After his third stint in rehab, Luke Schrock went home but no one seemed to want him. Yes, the Amish forgave him; they are required to. But that doesn’t mean they trusted him; almost everyone watched him suspiciously, remembering his devastating pranks. Handsome, charming Luke had always found it easy to win people’s trust, but no longer. So why was he there?

The rehab counsellor had suggested that since he didn’t seem to be able to move forward, he should perhaps go back and find out why. And bishop David Stoltzfus, the one man who had not given up on him, told him, “It’s going to take work to build a good reputation.”

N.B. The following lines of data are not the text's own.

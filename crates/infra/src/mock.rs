//! # テスト用モック
//!
//! ユースケーステストで使用するインメモリの record store とジョブリポジトリ。
//! `test-utils` feature を有効にすることで、他クレートからも利用可能。
//!
//! ```toml
//! [dev-dependencies]
//! cascade-infra = { workspace = true, features = ["test-utils"] }
//! ```
//!
//! [`InMemoryRecordStore`] は `ON DELETE RESTRICT` と同じく、子レコードが残っている
//! 親レコードの削除を恒久的エラーとして拒否する。

use std::{
    collections::HashMap,
    sync::{Arc, Mutex},
};

use async_trait::async_trait;
use cascade_domain::{
    delete_job::{DeleteJob, DeleteJobId, DeleteJobStatus},
    hierarchy::{ColumnName, HierarchyEdge, TableName},
    plan::{PlanEntry, RecordId},
    value_objects::Version,
};

use crate::{
    error::InfraError,
    record_store::{DeleteOutcome, RecordStore},
    repository::DeleteJobRepository,
};

// ===== InMemoryRecordStore =====

/// 親レコードへの参照
#[derive(Debug, Clone)]
struct ParentRef {
    foreign_key: ColumnName,
    parent:      PlanEntry,
}

/// 削除時に注入する障害
#[derive(Debug, Clone, Copy)]
enum Fault {
    /// 残り回数だけ一時的エラーを返す
    Transient { remaining: u32 },
    /// 常に恒久的エラーを返す
    Permanent,
}

#[derive(Default)]
struct StoreState {
    rows:            HashMap<PlanEntry, Option<ParentRef>>,
    faults:          HashMap<PlanEntry, Fault>,
    read_failures:   u32,
    deleted:         Vec<PlanEntry>,
    delete_attempts: usize,
}

type DeleteHook = Box<dyn Fn(&PlanEntry) + Send + Sync>;

/// インメモリ record store
#[derive(Clone, Default)]
pub struct InMemoryRecordStore {
    state: Arc<Mutex<StoreState>>,
    hook:  Arc<Mutex<Option<DeleteHook>>>,
}

fn entry(table: &str, id: &str) -> PlanEntry {
    PlanEntry::new(TableName::new(table).unwrap(), RecordId::new(id).unwrap())
}

impl InMemoryRecordStore {
    pub fn new() -> Self {
        Self::default()
    }

    /// 親を持たないレコードを追加する
    pub fn insert(&self, table: &str, id: &str) {
        self.state.lock().unwrap().rows.insert(entry(table, id), None);
    }

    /// `edge` の子テーブルに `parent_id` を参照するレコードを追加する
    pub fn insert_child(&self, edge: &HierarchyEdge, id: &str, parent_id: &str) {
        let parent = PlanEntry::new(edge.parent_table.clone(), RecordId::new(parent_id).unwrap());
        let row = PlanEntry::new(edge.child_table.clone(), RecordId::new(id).unwrap());
        self.state.lock().unwrap().rows.insert(
            row,
            Some(ParentRef {
                foreign_key: edge.foreign_key.clone(),
                parent,
            }),
        );
    }

    /// レコードが残っているか
    pub fn contains(&self, table: &str, id: &str) -> bool {
        self.state.lock().unwrap().rows.contains_key(&entry(table, id))
    }

    /// 残っているレコード数
    pub fn len(&self) -> usize {
        self.state.lock().unwrap().rows.len()
    }

    pub fn is_empty(&self) -> bool {
        self.len() == 0
    }

    /// 実際に削除されたレコード（削除順）
    pub fn deleted_entries(&self) -> Vec<PlanEntry> {
        self.state.lock().unwrap().deleted.clone()
    }

    /// `delete` の呼び出し回数（失敗を含む）
    pub fn delete_attempts(&self) -> usize {
        self.state.lock().unwrap().delete_attempts
    }

    /// 指定レコードの削除を `times` 回だけ一時的エラーにする
    pub fn fail_transiently(&self, table: &str, id: &str, times: u32) {
        self.state
            .lock()
            .unwrap()
            .faults
            .insert(entry(table, id), Fault::Transient { remaining: times });
    }

    /// 指定レコードの削除を常に恒久的エラーにする
    pub fn fail_permanently(&self, table: &str, id: &str) {
        self.state
            .lock()
            .unwrap()
            .faults
            .insert(entry(table, id), Fault::Permanent);
    }

    /// 以降の読み取り（`exists` / `find_children`）を `times` 回だけ一時的エラーにする
    pub fn fail_next_reads(&self, times: u32) {
        self.state.lock().unwrap().read_failures = times;
    }

    /// 削除成功のたびに呼ばれるフックを設定する
    pub fn on_delete(&self, hook: impl Fn(&PlanEntry) + Send + Sync + 'static) {
        *self.hook.lock().unwrap() = Some(Box::new(hook));
    }

    fn consume_read_failure(&self) -> Result<(), InfraError> {
        let mut state = self.state.lock().unwrap();
        if state.read_failures > 0 {
            state.read_failures -= 1;
            return Err(InfraError::transient("読み取りがタイムアウトしました"));
        }
        Ok(())
    }
}

#[async_trait]
impl RecordStore for InMemoryRecordStore {
    async fn exists(&self, table: &TableName, id: &RecordId) -> Result<bool, InfraError> {
        self.consume_read_failure()?;
        let key = PlanEntry::new(table.clone(), id.clone());
        Ok(self.state.lock().unwrap().rows.contains_key(&key))
    }

    async fn find_children(
        &self,
        table: &TableName,
        foreign_key: &ColumnName,
        parent_id: &RecordId,
    ) -> Result<Vec<RecordId>, InfraError> {
        self.consume_read_failure()?;
        let state = self.state.lock().unwrap();
        let mut ids = state
            .rows
            .iter()
            .filter(|(row, parent_ref)| {
                &row.table == table
                    && parent_ref.as_ref().is_some_and(|p| {
                        &p.foreign_key == foreign_key && &p.parent.id == parent_id
                    })
            })
            .map(|(row, _)| row.id.clone())
            .collect::<Vec<_>>();
        ids.sort_by(|a, b| a.as_str().cmp(b.as_str()));
        Ok(ids)
    }

    async fn delete(&self, entry: &PlanEntry) -> Result<DeleteOutcome, InfraError> {
        let outcome = {
            let mut state = self.state.lock().unwrap();
            state.delete_attempts += 1;

            match state.faults.get_mut(entry) {
                Some(Fault::Transient { remaining }) if *remaining > 0 => {
                    *remaining -= 1;
                    return Err(InfraError::transient(format!("{entry} の削除がタイムアウトしました")));
                }
                Some(Fault::Permanent) => {
                    return Err(InfraError::permanent(format!("{entry} の削除が拒否されました")));
                }
                Some(Fault::Transient { .. }) | None => {}
            }

            let has_children = state
                .rows
                .values()
                .any(|parent_ref| parent_ref.as_ref().is_some_and(|p| &p.parent == entry));
            if has_children {
                return Err(InfraError::permanent(format!(
                    "外部キー制約違反: {entry} を参照するレコードが残っています"
                )));
            }

            if state.rows.remove(entry).is_some() {
                state.deleted.push(entry.clone());
                DeleteOutcome::Deleted
            } else {
                DeleteOutcome::AlreadyAbsent
            }
        };

        if let Some(hook) = self.hook.lock().unwrap().as_ref() {
            hook(entry);
        }

        Ok(outcome)
    }
}

// ===== MockDeleteJobRepository =====

#[derive(Clone, Default)]
pub struct MockDeleteJobRepository {
    jobs: Arc<Mutex<Vec<DeleteJob>>>,
}

impl MockDeleteJobRepository {
    pub fn new() -> Self {
        Self::default()
    }

    /// 保存済みのジョブを直接書き換える
    ///
    /// ユースケースを経由しない外部からの書き込み（並行するキャンセル等）を再現する。
    pub fn modify(&self, id: &DeleteJobId, f: impl FnOnce(DeleteJob) -> DeleteJob) {
        let mut jobs = self.jobs.lock().unwrap();
        if let Some(pos) = jobs.iter().position(|j| j.id() == id) {
            let job = jobs[pos].clone();
            jobs[pos] = f(job);
        }
    }

    /// 保存済みのジョブのスナップショット
    pub fn get(&self, id: &DeleteJobId) -> Option<DeleteJob> {
        self.jobs
            .lock()
            .unwrap()
            .iter()
            .find(|j| j.id() == id)
            .cloned()
    }
}

#[async_trait]
impl DeleteJobRepository for MockDeleteJobRepository {
    async fn insert(&self, job: &DeleteJob) -> Result<(), InfraError> {
        self.jobs.lock().unwrap().push(job.clone());
        Ok(())
    }

    async fn find_by_id(&self, id: &DeleteJobId) -> Result<Option<DeleteJob>, InfraError> {
        Ok(self.get(id))
    }

    async fn update_with_status_check(
        &self,
        job: &DeleteJob,
        expected_status: DeleteJobStatus,
        expected_version: Version,
    ) -> Result<(), InfraError> {
        let mut jobs = self.jobs.lock().unwrap();
        let Some(pos) = jobs.iter().position(|j| j.id() == job.id()) else {
            return Err(InfraError::conflict("DeleteJob", job.id().to_string()));
        };
        if jobs[pos].status() != expected_status || jobs[pos].version() != expected_version {
            return Err(InfraError::conflict("DeleteJob", job.id().to_string()));
        }
        jobs[pos] = job.clone();
        Ok(())
    }

    async fn find_active_ids(&self, limit: usize) -> Result<Vec<DeleteJobId>, InfraError> {
        let jobs = self.jobs.lock().unwrap();
        let mut active = jobs.iter().filter(|j| !j.is_terminal()).collect::<Vec<_>>();
        active.sort_by_key(|j| j.created_at());
        Ok(active
            .into_iter()
            .take(limit)
            .map(|j| j.id().clone())
            .collect())
    }
}

#[cfg(test)]
mod tests {
    use pretty_assertions::assert_eq;

    use super::*;

    fn org_team_edge() -> HierarchyEdge {
        HierarchyEdge::new("teams", "orgs", "org_id").unwrap()
    }

    #[tokio::test]
    async fn test_子レコードが残っている親の削除は恒久的エラーになる() {
        let store = InMemoryRecordStore::new();
        store.insert("orgs", "o1");
        store.insert_child(&org_team_edge(), "t1", "o1");

        let err = store.delete(&entry("orgs", "o1")).await.unwrap_err();

        assert!(!err.is_transient());
        assert!(store.contains("orgs", "o1"));
    }

    #[tokio::test]
    async fn test_存在しないレコードの削除はalready_absentを返す() {
        let store = InMemoryRecordStore::new();

        let outcome = store.delete(&entry("orgs", "o1")).await.unwrap();

        assert_eq!(outcome, DeleteOutcome::AlreadyAbsent);
        assert!(store.deleted_entries().is_empty());
    }

    #[tokio::test]
    async fn test_find_childrenは外部キーが一致するレコードをid順に返す() {
        let store = InMemoryRecordStore::new();
        let edge = org_team_edge();
        store.insert("orgs", "o1");
        store.insert("orgs", "o2");
        store.insert_child(&edge, "t2", "o1");
        store.insert_child(&edge, "t1", "o1");
        store.insert_child(&edge, "t3", "o2");

        let ids = store
            .find_children(&edge.child_table, &edge.foreign_key, &RecordId::new("o1").unwrap())
            .await
            .unwrap();

        assert_eq!(
            ids.iter().map(RecordId::as_str).collect::<Vec<_>>(),
            vec!["t1", "t2"]
        );
    }

    #[tokio::test]
    async fn test_一時的エラーは指定回数だけ返される() {
        let store = InMemoryRecordStore::new();
        store.insert("orgs", "o1");
        store.fail_transiently("orgs", "o1", 2);
        let target = entry("orgs", "o1");

        assert!(store.delete(&target).await.unwrap_err().is_transient());
        assert!(store.delete(&target).await.unwrap_err().is_transient());
        assert_eq!(store.delete(&target).await.unwrap(), DeleteOutcome::Deleted);
        assert_eq!(store.delete_attempts(), 3);
    }

    #[tokio::test]
    async fn test_ステータスが一致しない更新は競合になる() {
        let repo = MockDeleteJobRepository::new();
        let now = chrono::DateTime::from_timestamp(1_700_000_000, 0).unwrap();
        let job = DeleteJob::new(cascade_domain::delete_job::NewDeleteJob {
            id: DeleteJobId::new(),
            root_table: TableName::new("orgs").unwrap(),
            root_id: RecordId::new("o1").unwrap(),
            chunk_size: cascade_domain::value_objects::ChunkSize::new(2).unwrap(),
            now,
        });
        repo.insert(&job).await.unwrap();

        let discovering = job.clone().discovery_started(now).unwrap();
        let err = repo
            .update_with_status_check(&discovering, DeleteJobStatus::Discovering, job.version())
            .await
            .unwrap_err();

        assert!(err.is_conflict());
        assert_eq!(repo.get(job.id()).unwrap().status(), DeleteJobStatus::Pending);
    }
}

What kind of work? Well, there were those twelve steps Luke had memorized in rehab, and David expanded on them. He had to make a list of all the people he had harmed over the years and apologize. As if that were not enough, he had to ask each person how his behavior had affected him or her. When Luke wrote the list it had only three people; David’s list was thick, page after page of stinging memories.

And, as Luke well knew from past conversations,

David called those stinging memories one of the greatest gifts given by the Holy Spirit. Convicting memories, David called them. Conviction was meant to turn us to confession. And confession brought us back to God.

All that didn’t take away from the fact that he ended up staying with Amos and Fern Lapp (whose mailbox he had cherry bombed not too long ago), a kind old couple who took in strays, and who had space for him only in the tack room of the barn. In the house lived another stray, Izzy, gorgeous Izzy whom he recognized from his first time in rehab. But Izzy was completely uninterested in Luke, no matter what he did. That was another shock to Luke; pretty girls were always interested in him. Always.

Mending Fences is the story of Luke’s list, how he apologized, realized the sometimes horrific consequences of his actions, and tried to make amends. It is the story of Izzy and her search for her mother. It is also, in a quiet way, the story of Luke and Izzy. Ultimately, it is a story of repentance, a story of the damage done by those who have not repented yet (and good Amish, like God, keep giving people chances), and a story of how repentance and faith are intertwined.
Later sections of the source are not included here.